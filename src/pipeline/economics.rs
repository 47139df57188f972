// =============================================================================
// economics.rs — THE PROFIT ORACLE
// =============================================================================
//
// Pure arithmetic, no randomness, no I/O. Given a draft order this module
// answers three questions: what does it pay (tons × the vehicle's rate),
// what does it cost (fuel for the deadhead from the reference hub to the
// pickup), and is the difference worth anyone's time.
//
// The cost model is gloriously reductive: the only expense in the entire
// freight industry is diesel for the empty drive to the pickup. Insurance,
// wages, tolls, depreciation, the driver's coffee — all free. The filter
// downstream still manages to reject plenty of orders, which says
// something about the fuel economy of a Large truck.
// =============================================================================

use rayon::prelude::*;

use crate::geo;
use crate::models::{GeoPoint, Order, OrderDraft, VehicleType};

/// Fuel cost for hauling `distance_km` with the given vehicle class:
/// km → miles → gallons → dollars.
pub fn transport_cost(vehicle: VehicleType, distance_km: f64, fuel_price_per_gallon: f64) -> f64 {
    let gallons = geo::km_to_miles(distance_km) / vehicle.miles_per_gallon();
    gallons * fuel_price_per_gallon
}

/// What the order pays before any costs.
pub fn expected_profit(vehicle: VehicleType, tons: f64) -> f64 {
    tons * vehicle.revenue_per_ton()
}

/// Price one draft into a full order. The deadhead is measured from the
/// configured reference hub to the order's origin; the route distance is
/// origin → destination. `distance_to` and `is_starred` are left for the
/// ranker, which owns them.
pub fn price_order(draft: OrderDraft, reference: GeoPoint, fuel_price_per_gallon: f64) -> Order {
    let deadhead_km = geo::distance_km(reference, draft.origin);
    let transport_cost = transport_cost(draft.vehicle_type, deadhead_km, fuel_price_per_gallon);
    let expected_profit = expected_profit(draft.vehicle_type, draft.tons_total);
    let route_distance_km = geo::distance_km(draft.origin, draft.destination);

    Order {
        origin_name: draft.origin_name,
        destination_name: draft.destination_name,
        commodity_name: draft.commodity_name,
        vehicle_type: draft.vehicle_type,
        tons_total: draft.tons_total,
        driver_id: draft.driver_id,
        origin: draft.origin,
        destination: draft.destination,
        expected_profit,
        transport_cost,
        actual_profit: expected_profit - transport_cost,
        route_distance_km,
        distance_to: Vec::new(),
        is_starred: false,
    }
}

/// Price a whole sample in parallel. Rayon collects in input order, so
/// the sampling order — which the filter stage depends on — survives the
/// fan-out intact.
pub fn price_orders(
    drafts: Vec<OrderDraft>,
    reference: GeoPoint,
    fuel_price_per_gallon: f64,
) -> Vec<Order> {
    drafts
        .into_par_iter()
        .map(|draft| price_order(draft, reference, fuel_price_per_gallon))
        .collect()
}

**What this task involves:** Repeat the listing in its entirety, keeping each line as it is.

**Answer below:**
filename src/pipeline/economics.rs
repository 47139df57188f972
// =============================================================================
// economics.rs — THE PROFIT ORACLE
// =============================================================================
//
// Pure arithmetic, no randomness, no I/O. Given a draft order this module
// answers three questions: what does it pay (tons × the vehicle's rate),
// what does it cost (fuel for the deadhead from the reference hub to the
// pickup), and is the difference worth anyone's time.
//
// The cost model is gloriously reductive: the only expense in the entire
// freight industry is diesel for the empty drive to the pickup. Insurance,
// wages, tolls, depreciation, the driver's coffee — all free. The filter
// downstream still manages to reject plenty of orders, which says
// something about the fuel economy of a Large truck.
// =============================================================================

use rayon::prelude::*;

use crate::geo;
use crate::models::{GeoPoint, Order, OrderDraft, VehicleType};

/// Fuel cost for hauling `distance_km` with the given vehicle class:
/// km → miles → gallons → dollars.
pub fn transport_cost(vehicle: VehicleType, distance_km: f64, fuel_price_per_gallon: f64) -> f64 {
    let gallons = geo::km_to_miles(distance_km) / vehicle.miles_per_gallon();
    gallons * fuel_price_per_gallon
}

/// What the order pays before any costs.
pub fn expected_profit(vehicle: VehicleType, tons: f64) -> f64 {
    tons * vehicle.revenue_per_ton()
}

/// Price one draft into a full order. The deadhead is measured from the
/// configured reference hub to the order's origin; the route distance is
/// origin → destination. `distance_to` and `is_starred` are left for the
/// ranker, which owns them.
pub fn price_order(draft: OrderDraft, reference: GeoPoint, fuel_price_per_gallon: f64) -> Order {
    let deadhead_km = geo::distance_km(reference, draft.origin);
    let transport_cost = transport_cost(draft.vehicle_type, deadhead_km, fuel_price_per_gallon);
    let expected_profit = expected_profit(draft.vehicle_type, draft.tons_total);
    let route_distance_km = geo::distance_km(draft.origin, draft.destination);

    Order {
        origin_name: draft.origin_name,
        destination_name: draft.destination_name,
        commodity_name: draft.commodity_name,
        vehicle_type: draft.vehicle_type,
        tons_total: draft.tons_total,
        driver_id: draft.driver_id,
        origin: draft.origin,
        destination: draft.destination,
        expected_profit,
        transport_cost,
        actual_profit: expected_profit - transport_cost,
        route_distance_km,
        distance_to: Vec::new(),
        is_starred: false,
    }
}

/// Price a whole sample in parallel. Rayon collects in input order, so
/// the sampling order — which the filter stage depends on — survives the
/// fan-out intact.
pub fn price_orders(
    drafts: Vec<OrderDraft>,
    reference: GeoPoint,
    fuel_price_per_gallon: f64,
) -> Vec<Order> {
    drafts
        .into_par_iter()
        .map(|draft| price_order(draft, reference, fuel_price_per_gallon))
        .collect()
}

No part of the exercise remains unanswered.